En voilà un sacré de problème nietzchéen. Comment affirmer la vie et la vérité en même temps ? Comment allier la volonté de puissance qui ne pense qu'à se satisfaire avec la probité intellectuelle qui fait la valeur de la penseé - et qui taraude Nietzsche plus que tout autre philosophe ? D'autant que cette contradiction se double d'une autre, de deux autres : Nietzsche prétend affirmer la vie dans sa totalité, mais distingue celle, supérieure mais solitaire, des êtres d'exceptions, et celle, inférieure mais grégaire, de la masse - ce qui déjà ne va pas de soi, vu qu'on peut dire qu'il y a plus de vie chez les insectes que chez les lions. De plus, il prétend combattre les illusions, et à coups de marteau, mais prône les illusions vitales qui protègent du ressentiment, telles les illusions artistiques, comme la musique "sans laquelle la vie serait une erreur". S'il y avait une formule qui résume toutes ses contradictions, c'est bien celle-là.

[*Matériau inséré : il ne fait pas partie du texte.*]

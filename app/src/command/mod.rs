//! Static strategy pattern for CLI commands.
//!
//! Each command is a separate strategy with its own type and input, so
//! dispatch is resolved at compile time.

use std::sync::Arc;

use ragchat_config::Config;
use ragchat_conversation::{ConversationStore, LifecycleConfig, RequestLifecycle};
use ragchat_core::{Exchange, KeyValueStore};
use ragchat_providers::HttpExchange;
use ragchat_session::{FileStore, SessionIdentity};
use tracing::info;

mod chat;
mod info;
mod init;
mod session;
mod version;

pub use chat::{ChatInput, ChatStrategy};
pub use info::InfoStrategy;
pub use init::InitStrategy;
pub use session::SessionStrategy;
pub use version::VersionStrategy;

/// Core trait defining the contract for all command strategies.
pub trait CommandStrategy: Send + Sync + 'static {
    /// The input type this strategy accepts.
    type Input;

    /// Execute the command with the given input.
    ///
    /// # Errors
    /// Returns an error if command execution fails.
    async fn execute(&self, input: Self::Input) -> anyhow::Result<()>;
}

/// Collaborators shared by the commands that talk to the backend.
struct CommonComponents {
    config: Config,
    storage: Arc<dyn KeyValueStore>,
    identity: Arc<SessionIdentity>,
    exchange: Arc<HttpExchange>,
}

impl CommonComponents {
    /// A lifecycle over a fresh, empty transcript.
    fn lifecycle(&self) -> RequestLifecycle {
        let exchange: Arc<dyn Exchange> = self.exchange.clone();
        let lifecycle_config =
            LifecycleConfig::default().with_exchange_timeout(self.config.backend.timeout());

        RequestLifecycle::new(
            exchange,
            Arc::clone(&self.identity),
            Arc::new(ConversationStore::new()),
        )
        .with_config(lifecycle_config)
    }
}

fn init_common_components() -> anyhow::Result<CommonComponents> {
    let config = Config::load()?;

    let state_file = config.storage.state_file_path()?;
    info!("Session state file: {}", state_file.display());

    let storage: Arc<dyn KeyValueStore> = Arc::new(FileStore::new(state_file));
    let identity = Arc::new(SessionIdentity::new(Arc::clone(&storage)));
    let exchange = Arc::new(HttpExchange::new(config.backend.base_url.clone()));

    Ok(CommonComponents {
        config,
        storage,
        identity,
        exchange,
    })
}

Entre la vie telle qu'elle est, c'est-à-dire disharmonique,  guère mélodieuse et à laquelle le dodécaphonisme pourrait à la limite convenir, et la musique, art hypnotique par excellence et qui à son époque prend avec Wagner une dimension de transe nationalo-pagano-bouddhiquo-chrétienne, il faut choisir. Et encore une fois, il est tiraillé entre sa volonté de santé - Carmen ! et sa nature de malade - Parsifal ! Comme il a dû souffrir de vouloir préférer l'un à l'autre, pour des raisons philosophiques, alors que tout son être, tous ses fibres, j'allais dire toute son âme, éjaculaient à Parsifal ! "J'admire cette oeuvre, je voudrais l'avoir faite. A défaut, je la comprends..." écrit-il dans Le cas Wagner. Mais non, il faut qu'il se retienne d'en faire l'apologie, il faut qu'il se réfugie dans Bizet, le tragique vivifiant, le méditérranéen, le léger sanglant ! Pauvre Nietzsche, vraiment ! Etre à ce point si peu nietzschéen ! C'est comme si dans son for intérieur, le Stalker préférait Amélie Nothomb à Maurice Dantec, vous imaginez l'angoisse ?

Comble d'infortune : Nietzsche l'anti-platonicien se voit dans l'obligation d'être platonicien avec Wagner. Lui qui met la musique au dessus de tout doit bannir de sa sphère le plus grand musicien de son temps. Drame des philosophes qui attendent toujours des artistes (ou des politiques) qui rendraient grâce à leurs systèmes et qui ne tombent jamais que sur des fâcheux ou des douteux. Pyrrhon avec Alexandre. Platon avec Denys l'ancien. Hegel avec Napoléon. Heidegger avec Hitler (oui, je sais, c'est plus compliqué que ça) - l'histoire de la séduction qu'ont exercé les tyrans sur les philosophes serait à écrire. En tous cas, pour Nietzsche, c'est un désastre. Une fois de plus, il doit abandonner celui en qu'il avait mis tout son espoir et promouvoir ce qu'il ne peut s'empêcher de déconsidérer - exactement comme le Wotan de la Walkyrie qui chante douloureusement à Brunnehilde son destin de dieu complètement bloqué par ses contrat : "moi qui suis condamné à perdre ce que j'aime, à détruire ce que j'adore" - et à faire triompher ce que je méprise" aurait-on envie de rajouter.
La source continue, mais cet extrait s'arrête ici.